Even if you're a rib-licking, bacon-loving, full-fledged carnivore, come on an empty stomach.

Because if there's one rule for Veggie Fest, it's bring a big appetite.

"Our goal is to demonstrate that vegetarian food can be really enjoyable and affordable," organizer Michael Ribet says.

Whether fried, spicy, raw or salty, the offerings at the 11th annual event -- opening Saturday, July 23, for a two-day run in Lisle -- shatter the notion that vegetarianism is, well, a diet.

Instead, the festival proves vegetarian food isn't bland.

"That's one of the things we try to tackle head on," Ribet says.
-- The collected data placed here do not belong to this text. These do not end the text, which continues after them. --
//! Loop metadata carried by tags and file names
//!
//! A track may declare its loop length in a `LOOPLENGTH` tag, or in a file
//! name option such as `theme__l441000.ogg`. A declared length of zero means
//! the track loops end-to-end and needs no analysis.

use std::collections::HashMap;
use std::path::Path;
use std::sync::LazyLock;

use regex::Regex;

/// Tag holding a declared loop length in samples
pub const LOOP_LENGTH_TAG: &str = "LOOPLENGTH";

/// Name of the file name option holding a loop length
pub const LOOP_LENGTH_OPTION: char = 'l';

static FILE_NAME_PATTERN: LazyLock<Regex> = LazyLock::new(|| {
    Regex::new(concat!(
        r"^([0-9A-Za-z-]+(?:_[0-9A-Za-z]+)*)",
        r"(?:__((?:[A-Za-z]-?[0-9]*)+))?",
        r"(\.[0-9A-Za-z]+)?$"
    ))
    .expect("file name pattern is valid")
});

static OPTION_PATTERN: LazyLock<Regex> = LazyLock::new(|| {
    Regex::new(r"([A-Za-z])(-?[0-9]*)").expect("option pattern is valid")
});

/// A declared loop length
#[derive(Debug, Clone, Copy, PartialEq, Eq)]
pub enum DeclaredLoop {
    /// Nothing usable was declared
    Absent,
    /// Declared as zero: the whole track loops
    EndToEnd,
    /// Declared loop length in samples
    Length(u64),
}

impl DeclaredLoop {
    /// Interpret a declared integer value
    pub fn from_value(value: i64) -> Self {
        match value {
            0 => DeclaredLoop::EndToEnd,
            v if v > 0 => DeclaredLoop::Length(v as u64),
            _ => DeclaredLoop::Absent,
        }
    }

    /// Loop length usable as a search hint
    pub fn hint(self) -> Option<u64> {
        match self {
            DeclaredLoop::Length(n) => Some(n),
            _ => None,
        }
    }
}

/// Interpret the value of a `LOOPLENGTH` tag
///
/// Unparsable values count as absent.
pub fn parse_loop_length_tag(value: Option<&str>) -> DeclaredLoop {
    match value.map(|v| v.trim().parse::<u64>()) {
        Some(Ok(0)) => DeclaredLoop::EndToEnd,
        Some(Ok(n)) => DeclaredLoop::Length(n),
        Some(Err(_)) | None => DeclaredLoop::Absent,
    }
}

/// A file name split into base name, options and extension
#[derive(Debug, Clone, PartialEq, Eq)]
pub struct FileName {
    /// Base name without options or extension
    pub name: String,
    /// Extension including the leading dot, or empty
    pub extension: String,
    /// Single-letter options with integer values
    pub options: HashMap<char, i64>,
}

impl FileName {
    /// Declared loop length from the `l` option
    pub fn declared_loop(&self) -> DeclaredLoop {
        self.options
            .get(&LOOP_LENGTH_OPTION)
            .map_or(DeclaredLoop::Absent, |&v| DeclaredLoop::from_value(v))
    }

    /// Extension without the leading dot
    pub fn extension_bare(&self) -> &str {
        self.extension.trim_start_matches('.')
    }
}

/// Split a file name like `name__l441000s12.ogg` into its parts
///
/// Names that do not follow the option pattern keep their stem and extension
/// and carry no options. Options without a number are ignored.
pub fn parse_file_name(file_name: &str) -> FileName {
    let Some(parts) = FILE_NAME_PATTERN.captures(file_name) else {
        let path = Path::new(file_name);
        return FileName {
            name: path
                .file_stem()
                .map(|s| s.to_string_lossy().into_owned())
                .unwrap_or_else(|| file_name.to_string()),
            extension: path
                .extension()
                .map(|e| format!(".{}", e.to_string_lossy()))
                .unwrap_or_default(),
            options: HashMap::new(),
        };
    };

    let name = parts.get(1).map_or("", |m| m.as_str()).to_string();
    let extension = parts.get(3).map_or("", |m| m.as_str()).to_string();
    let mut options = HashMap::new();

    if let Some(opts) = parts.get(2) {
        for option in OPTION_PATTERN.captures_iter(opts.as_str()) {
            let (Some(key), Some(value)) = (option.get(1), option.get(2)) else {
                continue;
            };
            let Ok(value) = value.as_str().parse::<i64>() else {
                continue;
            };
            if let Some(key) = key.as_str().chars().next() {
                options.insert(key, value);
            }
        }
    }

    FileName {
        name,
        extension,
        options,
    }
}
That's especially clear in what Ribet and fellow members of the Science of Spirituality Meditation Center, the festival's host, call the "international food court."

Two dozen vendors -- the festival boasts more than 100 overall -- will serve Chinese, Indian, Thai, Middle Eastern and other cuisines. The menu is fresh and, like Ribet said, reasonably priced. Entrees run $4 and desserts, $2.

The food court opens when the festival does, with an opening ceremony on the main stage led by U.S. Rep. Bill Foster and Naperville Mayor Steve Chirico at 11:45 a.m. Saturday.

"It's a fun family festival for everybody," says Jonathan Kruger, another organizer and a vegetarian for 40 years. "And that's really what we want people to know. It's not just for vegetarianism."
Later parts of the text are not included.